By Bill Moushey and Bob Dvorchak
Morrow/HarperCollins ($26.99).

Nat, 47 and recently returned from Tallinn, Estonia, is relaxing at the Athleticus Club in Battersea, indulging himself in the sport that is his passion, badminton. Nat has just won an important match against a rival club in Chelsea. He is Athleticus’ newly crowned champion when a handsome polite 20-something named Ed comes to him and challenges Nat to a game of their own. Nat accepts, although he pushes the date down the road a few weeks.

The newbie turns out to be a formidable opponent on the court, winning more games than Nat. He’s also a formidable intellectual opponent, expounding liberal, at times socialist, philosophy when the two enjoy a few after-game pints at the local pub.
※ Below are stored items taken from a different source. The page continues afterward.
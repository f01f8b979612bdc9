//! Procedural rock material.
//!
//! Five base rocks compete through their own low-frequency ranking fields. The
//! two best-ranked bases at a point are cross-faded, weighted by how clearly the
//! winner leads, so borders between rock types blend instead of cutting hard.
//! On top of the blend:
//!
//! - HSV jitter from fine noise on every base,
//! - dust on upward-facing surfaces,
//! - thin dark cracks along the curves where two Worley distance fields meet,
//! - rare glistering specks (bright, smooth, metallic) at Worley cell centers.

use glam::{DVec3, Vec3};
use noise::core::worley::ReturnType;
use noise::{Fbm, MultiFractal, NoiseFn, Perlin, Value, Worley};

use super::color::{hsv_to_rgb, sharp_edge, smoothstep};
use crate::context::MATERIAL_SEED_COUNT;

/// Frequency of the rock-type ranking fields.
const RANK_SCALE: f64 = 0.018;
/// Score lead at which the winner fully takes over.
const BLEND_GAP: f32 = 0.12;
/// Strength of the HSV jitter.
const DEVIATION: Vec3 = Vec3::new(0.015, 0.1, 0.1);
/// Frequency of the crack cells.
const CRACK_FREQUENCY: f64 = 0.35;
/// Crack half-width, in units of the Worley distance difference.
const CRACK_WIDTH: f32 = 0.035;
const GLISTER_FREQUENCY: f64 = 1.6;
const GLISTER_THRESHOLD: f32 = 0.93;

/// Shading inputs for one surface point.
#[derive(Clone, Copy, Debug, PartialEq)]
pub struct MaterialSample {
  /// Linear albedo in `[0, 1]`.
  pub albedo: Vec3,
  pub roughness: f32,
  pub metallic: f32,
}

impl MaterialSample {
  fn lerp(self, other: MaterialSample, t: f32) -> MaterialSample {
    MaterialSample {
      albedo: self.albedo.lerp(other.albedo, t),
      roughness: self.roughness + (other.roughness - self.roughness) * t,
      metallic: self.metallic + (other.metallic - self.metallic) * t,
    }
  }
}

/// Base rock types.
#[derive(Clone, Copy, Debug, PartialEq, Eq)]
pub enum BaseMaterial {
  /// Pale, layered, paper-like rock.
  Paper,
  /// Sandy rock with warm stripes.
  Sphinx,
  /// Nearly white rock.
  Pale,
  /// Dark blue-grey rock.
  Basalt,
  /// Dark rock with a slightly lighter mottling.
  Slate,
}

impl BaseMaterial {
  pub const ALL: [BaseMaterial; 5] = [
    BaseMaterial::Paper,
    BaseMaterial::Sphinx,
    BaseMaterial::Pale,
    BaseMaterial::Basalt,
    BaseMaterial::Slate,
  ];

  /// `(roughness, metallic)`
  pub fn surface(self) -> (f32, f32) {
    match self {
      BaseMaterial::Paper => (0.92, 0.0),
      BaseMaterial::Sphinx => (0.8, 0.002),
      BaseMaterial::Pale => (0.75, 0.0),
      BaseMaterial::Basalt => (0.55, 0.04),
      BaseMaterial::Slate => (0.62, 0.02),
    }
  }
}

/// Weight of the leading base given its score lead over the runner-up.
#[inline]
pub fn blend_weight(gap: f32) -> f32 {
  0.5 + 0.5 * smoothstep(0.0, BLEND_GAP, gap)
}

/// Indices of the best and second best scores.
fn top_two(scores: &[f32; 5]) -> (usize, usize) {
  let mut best = 0;
  let mut second = 1;
  if scores[second] > scores[best] {
    std::mem::swap(&mut best, &mut second);
  }
  for i in 2..scores.len() {
    if scores[i] > scores[best] {
      second = best;
      best = i;
    } else if scores[i] > scores[second] {
      second = i;
    }
  }
  (best, second)
}

/// Material noise layers for one world seed.
///
/// Built per tile on the generating thread.
pub struct MaterialField {
  rank: [Fbm<Perlin>; 5],
  hue: Fbm<Value>,
  saturation: Fbm<Value>,
  value: Fbm<Value>,
  warp: Fbm<Perlin>,
  cracks: [Worley; 2],
  glister: Worley,
  speckle: Value,
}

impl MaterialField {
  pub fn new(seeds: &[u32; MATERIAL_SEED_COUNT]) -> Self {
    let fbm_perlin = |seed: u32, octaves: usize| Fbm::<Perlin>::new(seed).set_octaves(octaves);
    let fbm_value = |seed: u32| Fbm::<Value>::new(seed).set_octaves(3);
    Self {
      rank: std::array::from_fn(|i| fbm_perlin(seeds[i], 3)),
      hue: fbm_value(seeds[5]),
      saturation: fbm_value(seeds[6]),
      value: fbm_value(seeds[7]),
      warp: fbm_perlin(seeds[8], 2),
      cracks: [seeds[9], seeds[12]].map(|seed| {
        Worley::new(seed)
          .set_frequency(CRACK_FREQUENCY)
          .set_return_type(ReturnType::Distance)
      }),
      glister: Worley::new(seeds[10])
        .set_frequency(GLISTER_FREQUENCY)
        .set_return_type(ReturnType::Distance),
      speckle: Value::new(seeds[11]),
    }
  }

  #[inline]
  fn noise<N: NoiseFn<f64, 3>>(field: &N, p: DVec3) -> f32 {
    field.get(p.to_array()) as f32
  }

  /// Material at a world position with a world-space unit normal.
  pub fn sample(&self, world: DVec3, normal: Vec3) -> MaterialSample {
    let scores: [f32; 5] = std::array::from_fn(|i| Self::noise(&self.rank[i], world * RANK_SCALE));
    let (best, second) = top_two(&scores);
    let weight = blend_weight(scores[best] - scores[second]);

    let jitter = Vec3::new(
      Self::noise(&self.hue, world * 3.0),
      Self::noise(&self.saturation, world * 4.0),
      Self::noise(&self.value, world * 4.0),
    );
    let a = self.base(BaseMaterial::ALL[best], world, jitter);
    let b = self.base(BaseMaterial::ALL[second], world, jitter);
    let mut sample = b.lerp(a, weight);

    // Dust settles on upward-facing surfaces.
    let up = smoothstep(0.55, 0.95, normal.y);
    sample.albedo *= 1.0 + 0.12 * up;
    sample.roughness += 0.05 * up;

    if let Some(depth) = self.crack_depth(world) {
      sample.albedo *= 0.35 + 0.65 * depth;
      sample.roughness = sample.roughness.max(0.9);
    }

    // Worley distance is smallest at cell centers.
    let closeness = -Self::noise(&self.glister, world);
    if closeness > GLISTER_THRESHOLD {
      let s = smoothstep(GLISTER_THRESHOLD, 1.0, closeness);
      sample = sample.lerp(
        MaterialSample {
          albedo: Vec3::splat(0.95),
          roughness: 0.15,
          metallic: 0.85,
        },
        s,
      );
    }

    MaterialSample {
      albedo: sample.albedo.clamp(Vec3::ZERO, Vec3::ONE),
      roughness: sample.roughness.clamp(0.0, 1.0),
      metallic: sample.metallic.clamp(0.0, 1.0),
    }
  }

  /// Position across a crack, 0 on its center line, `None` outside cracks.
  ///
  /// Two independent Worley distance fields are equal along curved sheets
  /// that cut the surface in a network of thin lines.
  pub fn crack_depth(&self, world: DVec3) -> Option<f32> {
    let [a, b] = &self.cracks;
    let gap = (Self::noise(a, world) - Self::noise(b, world)).abs();
    (gap < CRACK_WIDTH).then(|| gap / CRACK_WIDTH)
  }

  fn base(&self, base: BaseMaterial, world: DVec3, jitter: Vec3) -> MaterialSample {
    let warp = Self::noise(&self.warp, world * 0.08);
    let hsv = match base {
      BaseMaterial::Paper => {
        let layers = (world.y as f32 * 2.3 + warp * 3.0).sin() * 0.5 + 0.5;
        Vec3::new(0.105, 0.16, 0.82 + 0.06 * layers)
      }
      BaseMaterial::Sphinx => {
        let stripe = (world.y as f32 * 1.4 + warp * 6.0).sin() * 0.5 + 0.5;
        let t = sharp_edge(stripe, 0.5, 0.08);
        Vec3::new(0.086, 0.34, 0.93).lerp(Vec3::new(0.072, 0.56, 0.80), t)
      }
      BaseMaterial::Pale => Vec3::new(0.11, 0.06, 0.78),
      BaseMaterial::Basalt => {
        let grain = Self::noise(&self.speckle, world * 9.0) * 0.5 + 0.5;
        Vec3::new(0.64, 0.27, 0.19 + 0.05 * grain)
      }
      BaseMaterial::Slate => {
        let mottle = smoothstep(-0.2, 0.4, warp);
        Vec3::new(0.66, 0.11, 0.28).lerp(Vec3::new(0.64, 0.06, 0.35), mottle)
      }
    };

    let (roughness, metallic) = base.surface();
    MaterialSample {
      albedo: hsv_to_rgb(hsv + jitter * DEVIATION),
      roughness,
      metallic,
    }
  }
}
It’s custom at the Athleticus for the loser to treat, and a regular Stammtisch (as Nat says his German mother would have called their accustomed table) becomes a ritual between the two rival players. The sport quickly becomes intermixed with politics and with spying, of course. Nat, returned from the field, has been passing himself off as a mild-mannered businessman. But then, Ed claims to be working at a dead end job for a public relations firm — which may or may not be equally untrue. Every Le Carre novel is jam packed with surprises, and no one is who you think they are on first meeting.

The author is a master at introducing a character in a few vivid sentences that tell all: Ed “steps forward [with] two big, ungainly steps, left foot, right foot, halt. … Six foot three at least, hair dark and tousled, large brown studious eyes given ethereal status by spectacles. … Age around 25, but with those eternal-student features could easily be less or more.”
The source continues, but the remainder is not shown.